[Saved data entries]
┄┄┄┄┄┄┄┄┄┄┄┄┄┄┄┄┄┄┄┄
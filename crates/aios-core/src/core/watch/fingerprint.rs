use std::fs::{self, Metadata};
use std::io;
use std::path::Path;
use std::time::UNIX_EPOCH;

use walkdir::WalkDir;

use aios_domain::{IoResultExt, Result};

/// Metadata-only summary of `path`, compared for equality between polls.
///
/// Files hash to `f:<mtime_nanos>:<size>`. Directories concatenate
/// `<path>:<mtime_nanos>:<size>|` for every non-directory entry, walking in
/// file-name order. Same-size edits within one mtime tick are not detected.
pub fn fingerprint(path: &Path) -> Result<String> {
    let meta = fs::metadata(path).at("stat", path)?;
    if !meta.is_dir() {
        return Ok(format!("f:{}:{}", mtime_nanos(&meta), meta.len()));
    }
    let mut out = String::new();
    for entry in WalkDir::new(path).sort_by_file_name() {
        let entry = entry.map_err(io::Error::from).at("walk", path)?;
        if entry.file_type().is_dir() {
            continue;
        }
        let meta = entry
            .metadata()
            .map_err(io::Error::from)
            .at("stat", entry.path())?;
        out.push_str(&format!(
            "{}:{}:{}|",
            entry.path().display(),
            mtime_nanos(&meta),
            meta.len()
        ));
    }
    Ok(out)
}

fn mtime_nanos(meta: &Metadata) -> u128 {
    meta.modified()
        .ok()
        .and_then(|modified| modified.duration_since(UNIX_EPOCH).ok())
        .map_or(0, |elapsed| elapsed.as_nanos())
}
use clap::Parser;
use color_eyre::Result;

use aios_core::{CommandContext, ExecutionOutcome, GlobalOptions};

mod cli;
mod dispatch;
mod output;
mod style;

use cli::AiosCli;
use output::OutputOptions;

fn main() -> Result<()> {
    color_eyre::install()?;

    let cli = AiosCli::parse();
    init_tracing(cli.trace, cli.verbose, cli.quiet);

    let global = GlobalOptions {
        quiet: cli.quiet,
        verbose: cli.verbose,
        trace: cli.trace,
        json: cli.json,
    };

    let info = dispatch::command_info(&cli.command);
    let outcome = match CommandContext::new(&global) {
        Ok(ctx) => dispatch::dispatch_command(&ctx, &cli.command)?,
        Err(err) => ExecutionOutcome::from_error(&err),
    };
    let opts = OutputOptions {
        quiet: cli.quiet,
        json: cli.json,
        no_color: cli.no_color,
    };
    let code = output::emit_output(&opts, info, &outcome)?;

    if code == 0 {
        Ok(())
    } else {
        std::process::exit(code);
    }
}

fn init_tracing(trace: bool, verbose: u8, quiet: bool) {
    let level = if trace {
        "trace"
    } else if quiet {
        "warn"
    } else {
        match verbose {
            0 => "info",
            1 => "debug",
            _ => "trace",
        }
    };

    let filter = format!("aios={level},aios_core={level},aios_cli={level}");
    let subscriber = tracing_subscriber::fmt()
        .with_env_filter(filter)
        .with_writer(std::io::stderr)
        .with_target(false)
        .with_level(true)
        .finish();

    let _ = tracing::subscriber::set_global_default(subscriber);
}
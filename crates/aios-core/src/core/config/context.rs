use std::sync::Arc;

use aios_domain::Result;

use crate::config::{Config, GlobalOptions};
use crate::inventory::{FileInventoryStore, InventoryService};
use crate::links::FsLinkDriver;
use crate::reconcile::Reconciler;

/// Per-invocation wiring of configuration into the workspace components.
pub struct CommandContext<'a> {
    pub global: &'a GlobalOptions,
    config: Config,
}

impl<'a> CommandContext<'a> {
    /// Creates a context from the process environment.
    ///
    /// # Errors
    /// Returns an error if the workspace root cannot be resolved.
    pub fn new(global: &'a GlobalOptions) -> Result<Self> {
        Ok(Self::with_config(global, Config::from_env()?))
    }

    #[must_use]
    pub fn with_config(global: &'a GlobalOptions, config: Config) -> Self {
        Self { global, config }
    }

    pub fn config(&self) -> &Config {
        &self.config
    }

    pub fn inventory(&self) -> InventoryService {
        let store = FileInventoryStore::new(self.config.workspace().inventory_path());
        InventoryService::new(Arc::new(store))
    }

    pub fn link_driver(&self) -> FsLinkDriver {
        FsLinkDriver::new(self.config.workspace().links_root())
    }

    pub fn reconciler(&self) -> Reconciler {
        Reconciler::new(Arc::new(self.inventory()), Arc::new(self.link_driver()))
    }
}
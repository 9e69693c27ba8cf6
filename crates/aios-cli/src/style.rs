use std::env;

use aios_core::CommandStatus;
use color_eyre::owo_colors::{OwoColorize, Style as Ansi};

/// Terminal coloring, off for pipes, `--no-color` and `NO_COLOR`.
pub struct Style {
    enabled: bool,
}

impl Style {
    pub fn new(force_no_color: bool, is_tty: bool) -> Self {
        Self {
            enabled: is_tty && !force_no_color && env::var_os("NO_COLOR").is_none(),
        }
    }

    pub fn status(&self, status: &CommandStatus, text: &str) -> String {
        let (symbol, ansi) = match status {
            CommandStatus::Ok => ("✔", Ansi::new().green().bold()),
            CommandStatus::UserError => ("✗", Ansi::new().yellow().bold()),
            CommandStatus::Failure => ("✖", Ansi::new().red().bold()),
        };
        self.apply(&format!("{symbol} {text}"), ansi)
    }

    /// Left-aligned label for a link status, plan action or hint line.
    pub fn label(&self, label: &str) -> String {
        let ansi = match label {
            "ok" | "skip" => Ansi::new().green(),
            "missing" | "create" | "Hint:" => Ansi::new().cyan(),
            "broken" | "repair" => Ansi::new().yellow(),
            _ => Ansi::new().red(),
        };
        self.apply(&format!("{label:<8}"), ansi)
    }

    fn apply(&self, text: &str, ansi: Ansi) -> String {
        if self.enabled {
            text.style(ansi).to_string()
        } else {
            text.to_string()
        }
    }
}

#[cfg(test)]
mod tests {
    use super::*;

    #[test]
    fn plain_output_without_a_terminal() {
        let style = Style::new(false, false);
        assert_eq!(style.label("ok"), "ok      ");
        assert_eq!(style.label("Hint:"), "Hint:   ");
        assert_eq!(
            style.status(&CommandStatus::UserError, "aios project track"),
            "✗ aios project track"
        );
    }

    #[test]
    fn terminal_output_is_colored_unless_disabled() {
        let forced_off = Style::new(true, true);
        assert_eq!(forced_off.label("broken"), "broken  ");
        if env::var_os("NO_COLOR").is_none() {
            let colored = Style::new(false, true).label("broken");
            assert!(colored.contains("\u{1b}["), "{colored:?}");
            assert!(colored.contains("broken"));
        }
    }
}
┄┄┄┄┄┄┄┄┄┄┄┄┄┄┄┄┄┄┄┄
TRY IT:
Where a line of the data contains "OutputOptions", copy that line.

EXERCISE OUTPUT:
use output::OutputOptions;
    let opts = OutputOptions {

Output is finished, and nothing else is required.